◆ **DIRECTIONS FOR THIS TASK**
What lines below include the word "struct"? Copy each one.

◆ **AVAILABLE DATA**
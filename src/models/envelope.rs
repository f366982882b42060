use chrono::{DateTime, Utc};
use serde::{Deserialize, Serialize};
use serde_json::Value;
use std::fmt;

#[derive(Debug, Clone, Copy, PartialEq, Eq)]
pub enum Method {
    Get,
    Post,
    Put,
    Delete,
}

impl Method {
    pub fn as_str(&self) -> &'static str {
        match self {
            Method::Get => "GET",
            Method::Post => "POST",
            Method::Put => "PUT",
            Method::Delete => "DELETE",
        }
    }

    /// Methods that never carry a request body over the wire.
    pub fn is_bodyless(&self) -> bool {
        matches!(self, Method::Get)
    }
}

impl fmt::Display for Method {
    fn fmt(&self, f: &mut fmt::Formatter<'_>) -> fmt::Result {
        f.write_str(self.as_str())
    }
}

#[derive(Debug, Clone, PartialEq, Serialize, Deserialize)]
pub struct ErrorBody {
    pub code: String,
    pub message: String,
}

#[derive(Debug, Clone, PartialEq, Serialize, Deserialize)]
#[serde(rename_all = "camelCase")]
pub struct ResponseMeta {
    pub request_id: String,
    pub timestamp: DateTime<Utc>,
    /// Elapsed handling time in milliseconds. Absent on short-circuit paths
    /// that never reach the handler.
    #[serde(skip_serializing_if = "Option::is_none")]
    pub duration: Option<u64>,
    #[serde(skip_serializing_if = "Option::is_none")]
    pub endpoint: Option<String>,
    #[serde(skip_serializing_if = "Option::is_none")]
    pub method: Option<String>,
}

impl ResponseMeta {
    pub fn new(request_id: &str) -> Self {
        Self {
            request_id: request_id.to_string(),
            timestamp: Utc::now(),
            duration: None,
            endpoint: None,
            method: None,
        }
    }

    pub fn with_duration(mut self, duration_ms: u64) -> Self {
        self.duration = Some(duration_ms);
        self
    }

    pub fn with_call(mut self, method: Method, endpoint: &str) -> Self {
        self.method = Some(method.as_str().to_string());
        self.endpoint = Some(endpoint.to_string());
        self
    }
}

/// The standard wrapper around every simulated API call.
///
/// Two logical copies of an envelope exist per request: the full copy
/// returned to the caller and a sanitized deep clone handed to the network
/// layer. They are never the same object.
#[derive(Debug, Clone, PartialEq, Serialize, Deserialize)]
pub struct ResponseEnvelope {
    pub success: bool,
    pub status: u16,
    #[serde(skip_serializing_if = "Option::is_none")]
    pub data: Option<Value>,
    #[serde(skip_serializing_if = "Option::is_none")]
    pub error: Option<ErrorBody>,
    pub meta: ResponseMeta,
}

impl ResponseEnvelope {
    pub fn ok(status: u16, data: Option<Value>, meta: ResponseMeta) -> Self {
        Self {
            success: true,
            status,
            data,
            error: None,
            meta,
        }
    }

    pub fn fail(
        status: u16,
        code: impl Into<String>,
        message: impl Into<String>,
        meta: ResponseMeta,
    ) -> Self {
        Self {
            success: false,
            status,
            data: None,
            error: Some(ErrorBody {
                code: code.into(),
                message: message.into(),
            }),
            meta,
        }
    }

    /// The consumer-side safety net when no envelope arrives in time.
    pub fn gateway_timeout(request_id: &str) -> Self {
        Self::fail(
            504,
            "GATEWAY_TIMEOUT",
            "Mock handler did not respond in time",
            ResponseMeta::new(request_id),
        )
    }

    pub fn error_code(&self) -> Option<&str> {
        self.error.as_ref().map(|e| e.code.as_str())
    }
}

◆ **TASK OUTPUT**
pub struct ErrorBody {
pub struct ResponseMeta {
pub struct ResponseEnvelope {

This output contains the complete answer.